§ Aim of the exercise:
Copy out every line of the data where the word "parent" is found.

§ Records to use:

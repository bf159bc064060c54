//! Database module for sessiond
//!
//! Provides SQLite storage for users and their session tokens.

pub mod schema;
pub mod tokens;
pub mod users;

use crate::error::Result;
use chrono::{DateTime, SecondsFormat, Utc};
use rusqlite::Connection;
use std::path::{Path, PathBuf};
use std::sync::{Arc, Mutex, MutexGuard};

/// Shared handle to the SQLite database.
///
/// Cloning is cheap; every clone talks to the same connection.
#[derive(Clone)]
pub struct Database {
    conn: Arc<Mutex<Connection>>,
    path: Option<PathBuf>,
}

impl Database {
    /// Open (or create) the database file and initialize the schema
    pub fn new(db_path: PathBuf) -> Result<Self> {
        // Ensure parent directory exists
        if let Some(parent) = db_path.parent() {
            std::fs::create_dir_all(parent)?;
        }

        let conn = Connection::open(&db_path)?;
        let mode: String =
            conn.pragma_update_and_check(None, "journal_mode", "WAL", |row| row.get(0))?;
        tracing::debug!("SQLite journal mode: {}", mode);
        schema::init_db(&conn)?;

        Ok(Database {
            conn: Arc::new(Mutex::new(conn)),
            path: Some(db_path),
        })
    }

    /// Private in-memory database, used by tests
    pub fn open_in_memory() -> Result<Self> {
        let conn = Connection::open_in_memory()?;
        schema::init_db(&conn)?;

        Ok(Database {
            conn: Arc::new(Mutex::new(conn)),
            path: None,
        })
    }

    /// Lock the connection for synchronous use.
    ///
    /// Blocks the current thread; async callers go through [`Database::with_conn`].
    pub fn conn(&self) -> MutexGuard<'_, Connection> {
        // Uncommitted transactions roll back on drop, so a poisoned lock is still usable
        self.conn.lock().unwrap_or_else(|poisoned| poisoned.into_inner())
    }

    /// Run `f` against the connection on the blocking thread pool
    pub async fn with_conn<F, T>(&self, f: F) -> Result<T>
    where
        F: FnOnce(&mut Connection) -> T + Send + 'static,
        T: Send + 'static,
    {
        let conn = self.conn.clone();
        let result = tokio::task::spawn_blocking(move || {
            let mut guard = conn.lock().unwrap_or_else(|poisoned| poisoned.into_inner());
            f(&mut guard)
        })
        .await?;
        Ok(result)
    }

    /// Get the database file path (`None` for in-memory databases)
    pub fn path(&self) -> Option<&Path> {
        self.path.as_deref()
    }
}

/// Last instant (9999-12-31T23:59:59.999Z) that [`format_ts`] renders with a
/// four-digit year. Later instants must not be stored.
pub const MAX_TIMESTAMP_MILLIS: i64 = 253_402_300_799_999;

/// True when `ts` fits the stored timestamp form
pub fn is_storable(ts: DateTime<Utc>) -> bool {
    ts.timestamp_millis() <= MAX_TIMESTAMP_MILLIS
}

/// Render a timestamp in the fixed-width form stored in the database.
///
/// Every stored timestamp uses this form so that string comparison in SQL
/// matches chronological order.
pub fn format_ts(ts: DateTime<Utc>) -> String {
    ts.to_rfc3339_opts(SecondsFormat::Micros, true)
}

/// Parse a stored timestamp column
pub(crate) fn parse_ts(idx: usize, value: &str) -> rusqlite::Result<DateTime<Utc>> {
    DateTime::parse_from_rfc3339(value)
        .map(|dt| dt.with_timezone(&Utc))
        .map_err(|e| {
            rusqlite::Error::FromSqlConversionFailure(idx, rusqlite::types::Type::Text, Box::new(e))
        })
}

// Re-export schema for convenience
pub use schema::init_db;
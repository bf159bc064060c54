//! Periodic expired token sweep
//!
//! Expired tokens already fail authentication and are hidden from listings;
//! this task removes the rows themselves.

use crate::db::tokens;
use crate::db::Database;
use crate::scheduler::TaskResult;
use chrono::{DateTime, Utc};
use std::time::Duration;

pub const TASK_NAME: &str = "expired_tokens";

pub async fn execute(db: &Database) -> TaskResult {
    execute_at(db, Utc::now()).await
}

/// Sweep as of `now`
pub async fn execute_at(db: &Database, now: DateTime<Utc>) -> TaskResult {
    let sweep = db.with_conn(move |conn| tokens::purge_expired_tokens(conn, now));

    // Timeout after 30 seconds
    match tokio::time::timeout(Duration::from_secs(30), sweep).await {
        Ok(Ok(Ok(removed))) => TaskResult {
            task_name: TASK_NAME.to_string(),
            items_affected: removed,
            errors: 0,
            detail: format!("{} expired tokens removed", removed),
        },
        Ok(Ok(Err(e))) => failed(format!("Failed to purge expired tokens: {}", e)),
        Ok(Err(e)) => failed(format!("Sweep task failed: {}", e)),
        Err(_) => failed("Sweep timed out after 30 seconds".to_string()),
    }
}

fn failed(detail: String) -> TaskResult {
    TaskResult {
        task_name: TASK_NAME.to_string(),
        items_affected: 0,
        errors: 1,
        detail,
    }
}

#[cfg(test)]
mod tests {
    use super::*;
    use crate::db::tokens::{insert_token, NewToken};
    use crate::db::users::insert_user;
    use chrono::Duration as ChronoDuration;

    #[tokio::test]
    async fn test_sweep_removes_only_expired() {
        let db = Database::open_in_memory().unwrap();
        let now = Utc::now();
        {
            let conn = db.conn();
            let user_id = insert_user(&conn, "alice", "hash", now).unwrap();
            for (hash, expires_at) in [
                ("gone", Some(now - ChronoDuration::minutes(5))),
                ("kept", Some(now + ChronoDuration::minutes(5))),
                ("never", None),
            ] {
                insert_token(
                    &conn,
                    &NewToken {
                        token_hash: hash,
                        user_id,
                        device: "phone",
                        created_at: now - ChronoDuration::hours(1),
                        expires_at,
                    },
                )
                .unwrap();
            }
        }

        let result = execute_at(&db, now).await;
        assert_eq!(result.errors, 0);
        assert_eq!(result.items_affected, 1);

        let again = execute_at(&db, now).await;
        assert_eq!(again.items_affected, 0);

        let remaining: i64 = db
            .conn()
            .query_row("SELECT COUNT(*) FROM tokens", [], |row| row.get(0))
            .unwrap();
        assert_eq!(remaining, 2);
    }
}
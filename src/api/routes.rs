//! HTTP route handlers for the API

use super::auth::AuthToken;
use super::AppState;
use crate::db;
use crate::handlers::{Credentials, DeviceInfo, IssuedToken, RevokeTarget, SessionError};
use axum::{
    extract::{
        rejection::{JsonRejection, QueryRejection},
        Query, State,
    },
    http::StatusCode,
    response::IntoResponse,
    Json,
};
use chrono::{DateTime, Utc};
use serde::{Deserialize, Serialize};

// ============================================================================
// Health Check
// ============================================================================

pub async fn health(State(state): State<AppState>) -> impl IntoResponse {
    let db_ok = state
        .db
        .with_conn(|conn| conn.query_row("SELECT 1", [], |row| row.get::<_, i64>(0)))
        .await
        .map(|r| r.is_ok())
        .unwrap_or(false);

    let (status, label) = if db_ok {
        (StatusCode::OK, "ok")
    } else {
        (StatusCode::SERVICE_UNAVAILABLE, "degraded")
    };

    (
        status,
        Json(serde_json::json!({
            "status": label,
            "version": env!("CARGO_PKG_VERSION")
        })),
    )
}

// ============================================================================
// Request decoding
// ============================================================================

/// Query string of `GET /api/user`
#[derive(Debug, Default, Deserialize)]
pub struct ListDevicesQuery {
    #[serde(rename = "self")]
    pub include_self: Option<u8>,
}

/// Query string of `DELETE /api/user`
#[derive(Debug, Default, Deserialize)]
pub struct RevokeDeviceQuery {
    #[serde(rename = "self")]
    pub include_self: Option<u8>,
    pub id: Option<i64>,
}

/// JSON body of sign-in (`POST`) and sign-up (`PUT`)
#[derive(Debug, Default, Deserialize)]
pub struct CredentialsBody {
    pub login: Option<String>,
    pub password: Option<String>,
    pub device: Option<String>,
    /// Expiry as epoch milliseconds
    pub expires: Option<i64>,
}

impl CredentialsBody {
    /// Check required fields and convert `expires` into a timestamp
    pub fn validate(self, now: DateTime<Utc>) -> Result<Credentials, SessionError> {
        let login = required_trimmed(self.login, "login")?;
        let device = required_trimmed(self.device, "device")?;
        let password = match self.password {
            Some(p) if !p.is_empty() => p,
            _ => return Err(SessionError::BadRequest("password is required".to_string())),
        };

        let expires_at = match self.expires {
            None => None,
            Some(ms) => {
                let at = DateTime::from_timestamp_millis(ms)
                    .filter(|at| db::is_storable(*at))
                    .ok_or_else(|| {
                        SessionError::BadRequest("expires is out of range".to_string())
                    })?;
                if at <= now {
                    return Err(SessionError::BadRequest(
                        "expires must be in the future".to_string(),
                    ));
                }
                Some(at)
            }
        };

        Ok(Credentials {
            login,
            password,
            device,
            expires_at,
        })
    }
}

fn required_trimmed(value: Option<String>, field: &str) -> Result<String, SessionError> {
    match value.as_deref().map(str::trim) {
        Some(v) if !v.is_empty() => Ok(v.to_string()),
        _ => Err(SessionError::BadRequest(format!("{field} is required"))),
    }
}

/// The `self` flag: absent means 0, anything other than 0 or 1 is rejected
fn parse_self_flag(value: Option<u8>) -> Result<bool, SessionError> {
    match value.unwrap_or(0) {
        0 => Ok(false),
        1 => Ok(true),
        other => Err(SessionError::BadRequest(format!(
            "self must be 0 or 1, got {other}"
        ))),
    }
}

fn decode_query<T>(query: Result<Query<T>, QueryRejection>) -> Result<T, SessionError> {
    query
        .map(|Query(q)| q)
        .map_err(|rejection| SessionError::BadRequest(rejection.body_text()))
}

fn decode_body(body: Result<Json<CredentialsBody>, JsonRejection>) -> Result<Credentials, SessionError> {
    let Json(body) = body.map_err(|rejection| SessionError::BadRequest(rejection.body_text()))?;
    body.validate(Utc::now())
}

// ============================================================================
// Sessions resource
// ============================================================================

#[derive(Debug, Serialize)]
pub struct DevicesResponse {
    pub devices: Vec<DeviceInfo>,
}

/// GET /api/user?self=0|1
/// Lists the caller's devices, newest first
pub async fn list_devices(
    State(state): State<AppState>,
    AuthToken(token): AuthToken,
    query: Result<Query<ListDevicesQuery>, QueryRejection>,
) -> Result<Json<DevicesResponse>, SessionError> {
    let query = decode_query(query)?;
    let include_self = parse_self_flag(query.include_self)?;

    let devices = state.sessions.list_sessions(token, include_self).await?;
    Ok(Json(DevicesResponse { devices }))
}

/// POST /api/user
/// Sign in: issues a new token for an existing user
pub async fn sign_in(
    State(state): State<AppState>,
    body: Result<Json<CredentialsBody>, JsonRejection>,
) -> Result<Json<IssuedToken>, SessionError> {
    let creds = decode_body(body)?;
    let issued = state.sessions.sign_in(creds).await?;
    Ok(Json(issued))
}

/// PUT /api/user
/// Sign up: creates the user and its first token
pub async fn sign_up(
    State(state): State<AppState>,
    body: Result<Json<CredentialsBody>, JsonRejection>,
) -> Result<Json<IssuedToken>, SessionError> {
    let creds = decode_body(body)?;
    let issued = state.sessions.sign_up(creds).await?;
    Ok(Json(issued))
}

/// DELETE /api/user?self=0|1&id=N
/// Revokes the caller's own token (`self=1`) or one of its devices by id
pub async fn revoke_device(
    State(state): State<AppState>,
    AuthToken(token): AuthToken,
    query: Result<Query<RevokeDeviceQuery>, QueryRejection>,
) -> Result<Json<serde_json::Value>, SessionError> {
    let query = decode_query(query)?;
    let target = if parse_self_flag(query.include_self)? {
        RevokeTarget::Current
    } else {
        RevokeTarget::ById(query.id)
    };

    state.sessions.revoke(token, target).await?;
    Ok(Json(serde_json::json!({})))
}

#[cfg(test)]
mod tests {
    use super::*;
    use chrono::Duration;

    fn body(login: &str, password: &str, device: &str) -> CredentialsBody {
        CredentialsBody {
            login: Some(login.to_string()),
            password: Some(password.to_string()),
            device: Some(device.to_string()),
            expires: None,
        }
    }

    #[test]
    fn test_self_flag() {
        assert!(!parse_self_flag(None).unwrap());
        assert!(!parse_self_flag(Some(0)).unwrap());
        assert!(parse_self_flag(Some(1)).unwrap());
        assert!(matches!(
            parse_self_flag(Some(2)),
            Err(SessionError::BadRequest(_))
        ));
    }

    #[test]
    fn test_validate_trims_login_and_device() {
        let creds = body("  alice ", " pw ", " phone\n").validate(Utc::now()).unwrap();
        assert_eq!(creds.login, "alice");
        assert_eq!(creds.device, "phone");
        assert_eq!(creds.password, " pw ");
        assert!(creds.expires_at.is_none());
    }

    #[test]
    fn test_validate_missing_fields() {
        let now = Utc::now();
        for (b, field) in [
            (CredentialsBody { login: None, ..body("a", "p", "d") }, "login"),
            (CredentialsBody { device: Some("  ".into()), ..body("a", "p", "d") }, "device"),
            (CredentialsBody { password: Some(String::new()), ..body("a", "p", "d") }, "password"),
        ] {
            match b.validate(now) {
                Err(SessionError::BadRequest(msg)) => assert!(msg.starts_with(field), "{msg}"),
                other => panic!("expected BadRequest for {field}, got {other:?}"),
            }
        }
    }

    #[test]
    fn test_validate_expires() {
        let now = Utc::now();

        let future = (now + Duration::hours(1)).timestamp_millis();
        let creds = CredentialsBody { expires: Some(future), ..body("a", "p", "d") }
            .validate(now)
            .unwrap();
        assert_eq!(creds.expires_at.unwrap().timestamp_millis(), future);

        let past = (now - Duration::hours(1)).timestamp_millis();
        assert!(CredentialsBody { expires: Some(past), ..body("a", "p", "d") }
            .validate(now)
            .is_err());

        assert!(CredentialsBody { expires: Some(i64::MAX), ..body("a", "p", "d") }
            .validate(now)
            .is_err());
    }

    #[test]
    fn test_validate_rejects_expires_past_year_9999() {
        let now = Utc::now();

        let last = CredentialsBody {
            expires: Some(db::MAX_TIMESTAMP_MILLIS),
            ..body("a", "p", "d")
        }
        .validate(now)
        .unwrap();
        assert_eq!(
            last.expires_at.unwrap().timestamp_millis(),
            db::MAX_TIMESTAMP_MILLIS
        );

        // 10000-01-01T00:00:00Z
        let err = CredentialsBody {
            expires: Some(253_402_300_800_000),
            ..body("a", "p", "d")
        }
        .validate(now)
        .unwrap_err();
        assert!(matches!(err, SessionError::BadRequest(_)));
    }
}
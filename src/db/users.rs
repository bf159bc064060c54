//! User rows

use super::{format_ts, parse_ts};
use chrono::{DateTime, Utc};
use rusqlite::{params, Connection, OptionalExtension, Row};

/// Stored user account
#[derive(Debug, Clone, PartialEq, Eq)]
pub struct User {
    pub id: i64,
    pub login: String,
    /// Argon2id PHC string
    pub password_hash: String,
    pub created_at: DateTime<Utc>,
}

const USER_COLUMNS: &str = "id, login, password_hash, created_at";

fn row_to_user(row: &Row<'_>) -> rusqlite::Result<User> {
    let created_at: String = row.get(3)?;
    Ok(User {
        id: row.get(0)?,
        login: row.get(1)?,
        password_hash: row.get(2)?,
        created_at: parse_ts(3, &created_at)?,
    })
}

/// Look up a user by exact login
pub fn find_user_by_login(conn: &Connection, login: &str) -> rusqlite::Result<Option<User>> {
    conn.query_row(
        &format!("SELECT {USER_COLUMNS} FROM users WHERE login = ?"),
        [login],
        row_to_user,
    )
    .optional()
}

/// Insert a user and return its id.
///
/// A login that already exists fails with the UNIQUE constraint; see
/// [`is_unique_violation`].
pub fn insert_user(
    conn: &Connection,
    login: &str,
    password_hash: &str,
    created_at: DateTime<Utc>,
) -> rusqlite::Result<i64> {
    conn.execute(
        "INSERT INTO users (login, password_hash, created_at) VALUES (?, ?, ?)",
        params![login, password_hash, format_ts(created_at)],
    )?;
    Ok(conn.last_insert_rowid())
}

/// True when `err` is a UNIQUE constraint failure
pub fn is_unique_violation(err: &rusqlite::Error) -> bool {
    matches!(
        err,
        rusqlite::Error::SqliteFailure(e, _)
            if e.extended_code == rusqlite::ffi::SQLITE_CONSTRAINT_UNIQUE
    )
}
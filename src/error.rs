//! Error types for sessiond

use thiserror::Error;

/// Core error type
#[derive(Error, Debug)]
pub enum CoreError {
    /// Database error
    #[error("Database error: {0}")]
    Database(#[from] rusqlite::Error),

    /// IO error
    #[error("IO error: {0}")]
    Io(#[from] std::io::Error),

    /// Configuration error
    #[error("Configuration error: {0}")]
    Config(String),

    /// API error
    #[error("API error: {0}")]
    Api(String),

    /// Password hashing error
    #[error("Password hashing error: {0}")]
    Hashing(String),

    /// Blocking task failed to complete
    #[error("Task join error: {0}")]
    Join(#[from] tokio::task::JoinError),

    /// TOML parsing error
    #[error("TOML parse error: {0}")]
    TomlParse(#[from] toml::de::Error),
}

/// Result type alias for Core operations
pub type Result<T> = std::result::Result<T, CoreError>;

impl From<argon2::password_hash::Error> for CoreError {
    fn from(e: argon2::password_hash::Error) -> Self {
        CoreError::Hashing(e.to_string())
    }
}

§ Result of this exercise:
        // Ensure parent directory exists
        if let Some(parent) = db_path.parent() {
            std::fs::create_dir_all(parent)?;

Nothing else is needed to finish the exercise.